As of Saturday, the A.I. generated “actress” is circulating the market for agents. So far, she has made an appearance in one comedy sketch: “The AI Commissioner,” a film produced by video production company Particle 6. Though the cost to feature the actress in productions has not yet been released, she is now licensed for producers to use.
Particle6 and their image generation studio Xicoia, the developers who created Norwood, are pushing for agencies to sign the actress.
“We want Tilly to be the next Scarlett Johansson or Natalie Portman,” said Particle6 CEO Eline Van Der Velden in an interview with Broadcast International.
Particle6 produces custom A.I. characters to “lead campaigns, connect with audiences, and scale across the social media landscape,” according to the company’s website.

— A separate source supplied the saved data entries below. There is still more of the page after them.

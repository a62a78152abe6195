//! 测试辅助模块

use std::sync::Arc;

use site_console_core::{
    ConsoleSettings, ProvisioningController, ProvisioningService, DEFAULT_STALE_TIME,
};
use site_console_provider::{InMemoryBackend, MemorySeed};

use crate::model::App;
use crate::update;

/// 使用内存后端创建 App（未加载服务端状态）
pub fn offline_app_with(seed: MemorySeed) -> App {
    let backend = Arc::new(InMemoryBackend::with_seed(seed));
    let service = Arc::new(ProvisioningService::new(backend, DEFAULT_STALE_TIME));
    let controller = ProvisioningController::new(service, ConsoleSettings::default());
    App::new(controller, "offline (in-memory)")
}

pub fn offline_app() -> App {
    offline_app_with(MemorySeed::default())
}

/// 创建 App 并完成首次加载
pub async fn loaded_app_with(seed: MemorySeed) -> App {
    let mut app = offline_app_with(seed);
    update::initial_load(&mut app).await;
    app
}

pub async fn loaded_app() -> App {
    loaded_app_with(MemorySeed::default()).await
}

The development of the A.I.-generated “actress” and the push for Norwood’s character to enter the film industry has sparked outrage from creatives like Emmy-winning actor Lamorne Morris, known for his work in “Fargo” and “New Girl.”
“I’ll keep it brief. I think it’s silly,” Morris said, adding that the concept of pushing A.I. “actors” over human creatives is “kind of strange.”

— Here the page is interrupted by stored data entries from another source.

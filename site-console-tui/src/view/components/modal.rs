//! 弹窗组件

use ratatui::{
    layout::{Alignment, Rect},
    style::{Color, Modifier, Style},
    text::{Line, Span},
    widgets::{Block, Borders, Clear, Paragraph, Wrap},
    Frame,
};

use crate::event::{DefaultKeymap, KeyBinding};
use crate::model::{App, ConfirmAction, Modal};

/// 渲染弹窗（如果有活动弹窗）
pub fn render(app: &App, frame: &mut Frame) {
    let Some(ref modal) = app.modal.active else {
        return;
    };

    match modal {
        Modal::Confirm {
            action,
            detail,
            focus,
        } => render_confirm(frame, *action, detail.as_deref(), *focus),
        Modal::Help => render_help(frame),
    }
}

/// 计算居中弹窗区域
fn centered_rect(width: u16, height: u16, area: Rect) -> Rect {
    let x = area.x + (area.width.saturating_sub(width)) / 2;
    let y = area.y + (area.height.saturating_sub(height)) / 2;
    Rect::new(x, y, width.min(area.width), height.min(area.height))
}

fn inner_rect(area: Rect) -> Rect {
    Rect::new(
        area.x + 2,
        area.y + 1,
        area.width.saturating_sub(4),
        area.height.saturating_sub(2),
    )
}

/// 渲染确认弹窗
fn render_confirm(frame: &mut Frame, action: ConfirmAction, detail: Option<&str>, focus: usize) {
    let area = centered_rect(56, 10, frame.area());
    frame.render_widget(Clear, area);

    let accent = if action.is_destructive() {
        Color::Red
    } else {
        Color::Cyan
    };

    let block = Block::default()
        .title(format!(" {} ", action.title()))
        .title_alignment(Alignment::Center)
        .borders(Borders::ALL)
        .border_style(Style::default().fg(accent))
        .style(Style::default().bg(Color::Black));
    frame.render_widget(block, area);

    let cancel_style = if focus == 0 {
        Style::default().fg(Color::Black).bg(Color::White)
    } else {
        Style::default().fg(Color::White)
    };
    let confirm_style = if focus == 1 {
        Style::default().fg(Color::Black).bg(accent)
    } else {
        Style::default().fg(accent)
    };

    let mut lines = vec![
        Line::from(""),
        Line::styled(action.prompt(), Style::default().fg(Color::White)),
    ];
    if let Some(detail) = detail {
        lines.push(Line::styled(
            format!("\"{detail}\""),
            Style::default().fg(Color::Yellow),
        ));
    }
    lines.push(Line::from(""));
    lines.push(Line::from(vec![
        Span::raw("    "),
        Span::styled(" Cancel ", cancel_style),
        Span::raw("    "),
        Span::styled(format!(" {} ", action.confirm_label()), confirm_style),
    ]));

    let paragraph = Paragraph::new(lines).wrap(Wrap { trim: false });
    frame.render_widget(paragraph, inner_rect(area));
}

/// 渲染帮助弹窗
fn render_help(frame: &mut Frame) {
    let area = centered_rect(56, 20, frame.area());
    frame.render_widget(Clear, area);

    let block = Block::default()
        .title(" Help ")
        .title_alignment(Alignment::Center)
        .borders(Borders::ALL)
        .border_style(Style::default().fg(Color::Cyan))
        .style(Style::default().bg(Color::Black));
    frame.render_widget(block, area);

    let heading = Style::default()
        .fg(Color::Cyan)
        .add_modifier(Modifier::BOLD);

    let mut lines = vec![Line::styled("Form", heading), Line::from("")];
    lines.push(help_line("Tab/↑↓", "Move between fields"));
    lines.push(help_line(&DefaultKeymap::SUBMIT.label(), "Validate / set domain / reset"));
    lines.push(help_line(&DefaultKeymap::CLEAR_FIELD.label(), "Clear field"));
    lines.push(Line::from(""));
    lines.push(Line::styled("Site", heading));
    lines.push(Line::from(""));
    for (binding, desc) in [
        (&DefaultKeymap::VALIDATE, "Validate subdomain"),
        (&DefaultKeymap::CHOOSE_DIFFERENT, "Choose a different name"),
        (&DefaultKeymap::PUBLISH, "Publish"),
        (&DefaultKeymap::UNPUBLISH, "Unpublish"),
        (&DefaultKeymap::RESET, "Delete & reset configuration"),
        (&DefaultKeymap::REFRESH, "Reload status from server"),
        (&DefaultKeymap::QUIT, "Quit"),
    ] {
        lines.push(binding_line(binding, desc));
    }
    lines.push(Line::from(""));
    lines.push(Line::styled(
        "Press Esc to close the help",
        Style::default().fg(Color::DarkGray),
    ));

    frame.render_widget(Paragraph::new(lines), inner_rect(area));
}

fn binding_line(binding: &KeyBinding, desc: &'static str) -> Line<'static> {
    help_line(&binding.label(), desc)
}

fn help_line(key: &str, desc: &'static str) -> Line<'static> {
    Line::from(vec![
        Span::styled(format!("  {key:<9}"), Style::default().fg(Color::Yellow)),
        Span::styled(desc, Style::default().fg(Color::White)),
    ])
}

“I think the human element, scars and all, are what drives people to watch these particular stars, their stories,” Morris said.

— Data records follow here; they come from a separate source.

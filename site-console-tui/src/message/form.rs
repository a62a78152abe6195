#[derive(Debug, Clone, PartialEq, Eq)]
pub enum FormMessage {
    /// 输入字符
    Input(char),

    /// 删除字符（Backspace）
    Backspace,

    /// 清空当前输入框
    Clear,
}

Ryan Stelling, a sophomore at USC’s School of Dramatic Arts, feels that A.I. cannot replicate his art form.
“Acting is the one that, I think, comes solely from how we interact with each other and how we relate to each other, and is the sole product of being human,” Stelling said. “Without humans, you don’t have acting.”
Morris explained that being an actor is more than delivering dialogue, but also about being “a person that we can go to an event and see in person, a person that we can go and watch do a talk show live, a person that will sign an autograph for us, a person that will tell their life story because we can relate.”
The announcement of the new A.I. actress comes after a three-month-long strike led by SAG-AFTRA, the largest labor union for media professionals. The union protested A.I. in the film industry two years ago, resulting in codified protections against A.I.
The deal included over $1 billion in new compensation and guardrails for the use of artificial intelligence. This came as a result of protests for better labor compensation and “protection from abusive use of AI technology,” said SAG-AFTRA National Executive Director and Chief Negotiator Duncan Crabtree-Ireland.
The union stated in a press release shared Tuesday that “Tilly Norwood is not an actor, it’s a character generated by a computer program that was trained on the work of countless professional performers — without permission or compensation.”
Creatives including Michael Sullivan, an actor based in Los Angeles, similarly believe that A.I.-generated figures like Norwood cannot replace human entertainers.
“To say that she’s an actress is an insult to the humans who have, you know, studied and perfected that craft,” Sullivan said.
Stelling echoed that actors’ work cannot be replicated, explaining that A.I. — unlike human creatives — does not “put in these years and years and years of work in learning how to put on another person’s face and walk in their shoes and be another person.”
He said his work is more than what A.I. companies inserting computer-generated characters into the industry make it out to be.
“It’s just insulting,” said Stelling.
Norwood’s developers also gave the character “a fictional backstory all her own, and a ‘personal life’ that is being scripted and or generated by Xicoia’s programmers,” said Particle6. But Morris said that there is a certain aspect of star power and personability that an A.I. character can never possess.
“If my agent signed an A.I. actress,” Morris said, “I’m not 1,000% sure they would be my agent anymore.”